Shein ha deciso, sarà la Francia il primo paese dove introdurrà il suo nuovo modello di business. Tutto ciò consiste nell’apertura dei primi store fisici permanenti dell’azienda asiatica. Ed è una scelta interessante, infatti a luglio il brand di fast fashion cinese si è beccato una multa da 40 milioni di euro per l’adozione di pratiche commerciali ingannevoli, parliamo di riduzioni di prezzo e asserzioni ingannevoli sull’impatto ambientale.
A renderci noti di questa notizia sono Reuters e altre testate, il primo negozio fisico di Shein si troverà nella capitale francese a partire da novembre, nel grande magazzino BHV Marais, nel cuore della capitale. Non è finita qui tra la Francia e Shein, infatti presto si aggiungeranno altri cinque store: uno all’interno delle Galeries Lafayette di Digione, poi a Reims, a Grenoble, ad Angers e a Limoges.

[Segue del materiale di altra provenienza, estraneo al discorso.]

//! Topic based publish/subscribe bus.
//!
//! Each topic is a `tokio::sync::broadcast` channel. Publishing never blocks:
//! a message to an unregistered topic, or to a topic nobody listens on, is
//! dropped. Slow subscribers lag (and are told how many messages they missed)
//! instead of slowing the publisher down.
//!
//! Games publish on `update/<game id>`, see [`update_topic`].
//!
//! ```
//! use bloccs_event::Bus;
//!
//! let bus: Bus<u32> = Bus::new(16);
//! bus.add_channel("update/a");
//! let mut rx = bus.subscribe("update/a").unwrap();
//!
//! bus.publish("update/a", "tick", 7);
//! let envelope = rx.try_recv().unwrap();
//! assert_eq!(envelope.event_type, "tick");
//! assert_eq!(envelope.payload, 7);
//! ```

use std::collections::HashMap;
use std::sync::{Mutex, MutexGuard, PoisonError};

use serde::Serialize;
use tokio::sync::broadcast;
use tracing::{debug, trace};

/// Default per-topic buffer size
pub const DEFAULT_CAPACITY: usize = 256;

/// Topic a game publishes its updates on
pub fn update_topic(game_id: &str) -> String {
    format!("update/{}", game_id)
}

/// A published message as seen by subscribers
#[derive(Debug, Clone, PartialEq, Serialize)]
pub struct Envelope<E> {
    pub topic: String,
    pub event_type: String,
    pub payload: E,
}

/// Channel registry keyed by topic
pub struct Bus<E> {
    capacity: usize,
    channels: Mutex<HashMap<String, broadcast::Sender<Envelope<E>>>>,
}

impl<E: Clone + Send + 'static> Bus<E> {
    /// Create a bus whose topics buffer up to `capacity` messages per subscriber
    pub fn new(capacity: usize) -> Self {
        Self {
            capacity: capacity.max(1),
            channels: Mutex::new(HashMap::new()),
        }
    }

    fn channels(&self) -> MutexGuard<'_, HashMap<String, broadcast::Sender<Envelope<E>>>> {
        self.channels.lock().unwrap_or_else(PoisonError::into_inner)
    }

    /// Register a topic; registering an existing topic keeps its subscribers
    pub fn add_channel(&self, topic: &str) {
        let mut channels = self.channels();
        if !channels.contains_key(topic) {
            let (tx, _) = broadcast::channel(self.capacity);
            channels.insert(topic.to_string(), tx);
            debug!(topic, "channel added");
        }
    }

    /// Deregister a topic; its subscribers see the channel close
    pub fn remove_channel(&self, topic: &str) {
        if self.channels().remove(topic).is_some() {
            debug!(topic, "channel removed");
        }
    }

    pub fn has_channel(&self, topic: &str) -> bool {
        self.channels().contains_key(topic)
    }

    /// Number of registered topics
    pub fn channel_count(&self) -> usize {
        self.channels().len()
    }

    /// Listen on a topic; None if the topic is not registered
    pub fn subscribe(&self, topic: &str) -> Option<broadcast::Receiver<Envelope<E>>> {
        self.channels().get(topic).map(|tx| tx.subscribe())
    }

    /// Fire-and-forget publish; returns how many subscribers received it
    pub fn publish(&self, topic: &str, event_type: &str, payload: E) -> usize {
        let channels = self.channels();
        let Some(tx) = channels.get(topic) else {
            trace!(topic, event_type, "publish to unknown topic dropped");
            return 0;
        };

        let envelope = Envelope {
            topic: topic.to_string(),
            event_type: event_type.to_string(),
            payload,
        };
        tx.send(envelope).unwrap_or(0)
    }
}

impl<E: Clone + Send + 'static> Default for Bus<E> {
    fn default() -> Self {
        Self::new(DEFAULT_CAPACITY)
    }
}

Tutto questo grazie a un accordo siglato con Société des Grands Magasins (SGM), proprietario di BHV Marais e di alcuni grandi magazzini Galeries Lafayette. Questo accordo ha come obiettivo quello di integrare il commercio online con quello fisico, creando un totale di 200 nuovi posti di lavoro.
Ha dichiarato un rappresentante di Shein a Euronews Business:
La Francia è una scelta naturale come primo mercato di prova per questo tipo di esperienze di vendita al dettaglio fisica
Molte critiche arrivate in Francia per colpa di Shein
Davanti a tutto questo non sono mancate le critiche, in molti hanno espresso il loro disappunto sulla questione. Uno su tutti il presidente della Fédération Francaise du Pret-a-Porter Rivoallan: “Di fronte al municipio di Parigi stanno realizzando il nuovo megastore Shein, che dopo aver distrutto decine di marchi francesi mira a inondare il nostro mercato in modo ancora più massiccio di prodotti usa e getta”.
Shein per tutelarsi ha detto ai microfono di Euronews che “la risposta dei clienti francesi negli ultimi anni ha mostrato un desiderio crescente di maggiori punti di riferimento fisici con il marchio”. In questo momento, il brand cinese dà lavoro a circa 16mila persone nel mondo e nel 2024 ha movimentato 38 miliardi di dollari.